Steve Dekorte steve@dekorte.com wrote
In my experience, most developers find Smalltalk style code very difficult to read.
I think it depends on where they're coming from. I can imagine an experienced C or C++ programmer looking at Smalltalk code and finding it completely incomprehensible, just as an experienced Perl programmer would find Python a mystery.
But I'd maintain that if we use the nearest we can find to an objective viewpoint (that of a complete neophyte) then they would find the cleaner coding of Smalltalk or Python (and the more directly OO nature of either) a big advantage. And, then again, Smalltalk is so wonderfully reflective, which is a notion that seems to confuse a lot of people coming from C or Java. Historically it seems to have been particulary successful with kids.
John
----- Original Message ----- From: "John Hinsley" jhinsley@telinco.co.uk To: self-interest@yahoogroups.com Sent: Tuesday, April 17, 2001 3:01 PM Subject: [self-interest] Re: Re: An OO history
Steve Dekorte steve@dekorte.com wrote
In my experience, most developers find Smalltalk style code very difficult to read.

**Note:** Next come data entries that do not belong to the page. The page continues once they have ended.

//! Parsers that turn free-form model output into closed enums.
//!
//! Every function here is total: malformed output maps to a documented
//! default and is logged at `warn`, never returned as an error.

use serde::Deserialize;

use super::state::{Complexity, EntityKind, EntityMention, HallucinationVerdict};

/// Classification used when the model's label is unrecognized.
pub const DEFAULT_COMPLEXITY: Complexity = Complexity::Moderate;

/// Rerank score used when the model's reply carries no number.
pub const DEFAULT_RERANK_SCORE: u8 = 5;

/// Phrase the generator is told to use when the context is insufficient.
pub const REFUSAL_PHRASE: &str = "cannot find the answer in the provided information";

/// Maps the classifier reply to a label.
///
/// Exact match after trim + lowercase wins; otherwise, if exactly one label
/// occurs in the text, that one; otherwise [`DEFAULT_COMPLEXITY`].
pub fn parse_complexity(raw: &str) -> Complexity {
    let text = raw
        .trim()
        .trim_matches(|c: char| c == '"' || c == '\'' || c == '.' || c == '`')
        .to_lowercase();
    let labels = [
        Complexity::Simple,
        Complexity::Moderate,
        Complexity::Complex,
    ];
    if let Some(exact) = labels.iter().find(|l| l.as_str() == text) {
        return *exact;
    }
    let found: Vec<_> = labels
        .iter()
        .filter(|l| text.contains(l.as_str()))
        .collect();
    match found.as_slice() {
        [one] => **one,
        _ => {
            tracing::warn!(raw, default = %DEFAULT_COMPLEXITY, "unrecognized complexity label");
            DEFAULT_COMPLEXITY
        }
    }
}

#[derive(Deserialize)]
struct RawEntities {
    #[serde(default)]
    entities: Vec<RawEntity>,
}

#[derive(Deserialize)]
struct RawEntity {
    #[serde(default)]
    name: String,
    #[serde(rename = "type", default)]
    kind: String,
}

fn entity_kind(label: &str) -> EntityKind {
    match label.trim().to_lowercase().as_str() {
        "technology" | "tech" | "framework" | "tool" | "library" => EntityKind::Technology,
        "concept" => EntityKind::Concept,
        "organization" | "company" | "org" => EntityKind::Organization,
        "person" => EntityKind::Person,
        _ => EntityKind::Other,
    }
}

/// Parses `{"entities":[{"name":..,"type":..}]}`, tolerating code fences and
/// prose around the object. Anything unparseable yields an empty list.
pub fn parse_entities(raw: &str) -> Vec<EntityMention> {
    let body = match (raw.find('{'), raw.rfind('}')) {
        (Some(start), Some(end)) if start < end => &raw[start..=end],
        _ => {
            tracing::warn!(raw, "entity extraction returned no JSON object");
            return Vec::new();
        }
    };
    match serde_json::from_str::<RawEntities>(body) {
        Ok(parsed) => parsed
            .entities
            .into_iter()
            .filter_map(|e| {
                let name = e.name.trim();
                (!name.is_empty()).then(|| EntityMention::new(name, entity_kind(&e.kind)))
            })
            .collect(),
        Err(e) => {
            tracing::warn!(raw, error = %e, "entity extraction returned malformed JSON");
            Vec::new()
        }
    }
}

/// First word of a reply, lowercased, without surrounding quotes or markup.
fn first_word(raw: &str) -> String {
    raw.trim()
        .trim_start_matches(['"', '\'', '*', '`'])
        .split(|c: char| !c.is_alphanumeric())
        .next()
        .unwrap_or_default()
        .to_lowercase()
}

/// Grader reply → relevant? Only a leading word "yes" counts; anything else is not relevant.
pub fn parse_yes_no(raw: &str) -> bool {
    match first_word(raw).as_str() {
        "yes" => true,
        "no" => false,
        _ => {
            tracing::warn!(raw, "unrecognized grade, treating as not relevant");
            false
        }
    }
}

/// Rerank reply → score in `0..=10`. The leading number is taken and clamped;
/// no number yields [`DEFAULT_RERANK_SCORE`].
pub fn parse_score(raw: &str) -> u8 {
    let digits: String = raw
        .trim()
        .trim_start_matches(['"', '\'', '*', '`'])
        .chars()
        .take_while(char::is_ascii_digit)
        .collect();
    match digits.parse::<u64>() {
        Ok(score) => score.min(10) as u8,
        Err(_) if !digits.is_empty() => 10,
        Err(_) => {
            tracing::warn!(raw, default = DEFAULT_RERANK_SCORE, "unrecognized rerank score");
            DEFAULT_RERANK_SCORE
        }
    }
}

/// Checker reply → verdict. Unrecognized output is `Hallucinated`.
pub fn parse_hallucination(raw: &str) -> HallucinationVerdict {
    let text = raw.trim().to_lowercase();
    if text.contains("hallucinated") || text.contains("not grounded") {
        return HallucinationVerdict::Hallucinated;
    }
    let text = text.trim_start_matches(['"', '\'', '*', '`']);
    if text.starts_with("grounded") {
        HallucinationVerdict::Grounded
    } else {
        tracing::warn!(raw, "unrecognized hallucination verdict, treating as hallucinated");
        HallucinationVerdict::Hallucinated
    }
}

/// One sub-question per line; bullets and numbering stripped, blanks dropped,
/// at most `max` kept. No usable line yields `[query]`.
pub fn parse_sub_queries(raw: &str, query: &str, max: usize) -> Vec<String> {
    let subs: Vec<String> = raw
        .lines()
        .map(|line| {
            line.trim()
                .trim_start_matches(|c: char| {
                    c.is_ascii_digit() || matches!(c, '-' | '*' | '•' | '.' | ')' | ' ')
                })
                .trim()
                .to_string()
        })
        .filter(|line| !line.is_empty())
        .take(max)
        .collect();
    if subs.is_empty() {
        vec![query.to_string()]
    } else {
        subs
    }
}

/// Whether `answer` is (or contains) the generator's refusal.
pub fn is_refusal(answer: &str) -> bool {
    answer.to_lowercase().contains(REFUSAL_PHRASE)
}

#[cfg(test)]
mod tests {
    use super::*;
    use crate::rag::state::HallucinationVerdict::{Grounded, Hallucinated};

    /// **Scenario**: exact labels parse regardless of case and whitespace.
    #[test]
    fn complexity_exact_labels() {
        assert_eq!(parse_complexity("simple"), Complexity::Simple);
        assert_eq!(parse_complexity("  MODERATE\n"), Complexity::Moderate);
        assert_eq!(parse_complexity("Complex."), Complexity::Complex);
        assert_eq!(parse_complexity("\"simple\""), Complexity::Simple);
    }

    /// **Scenario**: one label inside prose is taken; none or several fall back to Moderate.
    #[test]
    fn complexity_in_prose_and_default() {
        assert_eq!(
            parse_complexity("This question is complex because..."),
            Complexity::Complex
        );
        assert_eq!(parse_complexity(""), Complexity::Moderate);
        assert_eq!(parse_complexity("I am not sure"), Complexity::Moderate);
        assert_eq!(
            parse_complexity("either simple or complex"),
            Complexity::Moderate
        );
    }

    /// **Scenario**: valid JSON, fenced JSON and prose-wrapped JSON all parse.
    #[test]
    fn entities_valid_shapes() {
        let plain = r#"{"entities":[{"name":"LangGraph","type":"technology"},{"name":"OpenAI","type":"Organization"}]}"#;
        let got = parse_entities(plain);
        assert_eq!(
            got,
            vec![
                EntityMention::new("LangGraph", EntityKind::Technology),
                EntityMention::new("OpenAI", EntityKind::Organization),
            ]
        );

        let fenced = "```json\n{\"entities\": [{\"name\": \"RAG\", \"type\": \"concept\"}]}\n```";
        assert_eq!(
            parse_entities(fenced),
            vec![EntityMention::new("RAG", EntityKind::Concept)]
        );

        let prose = "Sure! {\"entities\": [{\"name\": \"Rust\"}]} Hope that helps.";
        assert_eq!(
            parse_entities(prose),
            vec![EntityMention::new("Rust", EntityKind::Other)]
        );
    }

    /// **Scenario**: malformed output degrades to an empty list.
    #[test]
    fn entities_malformed_is_empty() {
        assert!(parse_entities("").is_empty());
        assert!(parse_entities("LangGraph, OpenAI").is_empty());
        assert!(parse_entities("{\"entities\": [").is_empty());
        assert!(parse_entities("{\"entities\": \"LangGraph\"}").is_empty());
        assert!(parse_entities("{}").is_empty());
        assert!(parse_entities(r#"{"entities":[{"name":"  ","type":"concept"}]}"#).is_empty());
    }

    /// **Scenario**: grader parsing only accepts a leading yes.
    #[test]
    fn yes_no() {
        assert!(parse_yes_no("yes"));
        assert!(parse_yes_no("Yes, it is relevant."));
        assert!(parse_yes_no("**YES**"));
        assert!(!parse_yes_no("no"));
        assert!(!parse_yes_no("maybe yes"));
        assert!(!parse_yes_no(""));
    }

    /// **Scenario**: words that merely start with "yes" or "no" are not verdicts.
    #[test]
    fn yes_no_needs_the_whole_word() {
        assert!(!parse_yes_no("Yesterday's release notes mention it."));
        assert!(!parse_yes_no("yesno"));
        assert!(!parse_yes_no("Nothing here is relevant"));
        assert!(parse_yes_no("yes."));
        assert!(parse_yes_no("`yes`"));
    }

    /// **Scenario**: rerank scores take the leading number, clamp to 10 and default to 5.
    #[test]
    fn rerank_scores() {
        assert_eq!(parse_score("7"), 7);
        assert_eq!(parse_score(" 8/10\n"), 8);
        assert_eq!(parse_score("**9**"), 9);
        assert_eq!(parse_score("42"), 10);
        assert_eq!(parse_score("99999999999999999999999"), 10);
        assert_eq!(parse_score("0"), 0);
        assert_eq!(parse_score("very relevant"), DEFAULT_RERANK_SCORE);
        assert_eq!(parse_score(""), DEFAULT_RERANK_SCORE);
    }

    /// **Scenario**: hallucination parsing defaults to Hallucinated.
    #[test]
    fn hallucination_verdicts() {
        assert_eq!(parse_hallucination("grounded"), Grounded);
        assert_eq!(parse_hallucination(" Grounded.\n"), Grounded);
        assert_eq!(parse_hallucination("hallucinated"), Hallucinated);
        assert_eq!(parse_hallucination("not grounded"), Hallucinated);
        assert_eq!(parse_hallucination("grounded? no, hallucinated"), Hallucinated);
        assert_eq!(parse_hallucination("I think it's fine"), Hallucinated);
        assert_eq!(parse_hallucination(""), Hallucinated);
    }

    /// **Scenario**: sub-queries strip list markers, cap at max, fall back to the query.
    #[test]
    fn sub_queries() {
        let raw = "1. What is RAG?\n- What is Self-RAG?\n\n* How do they differ?\n4) Extra";
        assert_eq!(
            parse_sub_queries(raw, "q", 3),
            vec![
                "What is RAG?".to_string(),
                "What is Self-RAG?".to_string(),
                "How do they differ?".to_string(),
            ]
        );
        assert_eq!(parse_sub_queries("  \n\n", "orig", 3), vec!["orig".to_string()]);
    }

    /// **Scenario**: refusal detection is case-insensitive.
    #[test]
    fn refusal_detection() {
        assert!(is_refusal(
            "I cannot find the answer in the provided information."
        ));
        assert!(is_refusal("Cannot find the answer in the provided information"));
        assert!(!is_refusal("LangGraph is a library."));
    }
}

I think it depends on where they're coming from. I can imagine an experienced C or C++ programmer looking at Smalltalk code and finding it completely incomprehensible, just as an experienced Perl programmer would find Python a mystery.
It's not my feeling. Smalltalk is very readable and highly orthogonal language, in spide of his dynamic aspect. One thing who would completely clutter someone from another background is the environment, which is highly interactive and window-based, with *no* edit-compile-run cycle. An important fact about Smalltalk is the code document itself. This fact is not so true with other programming languages.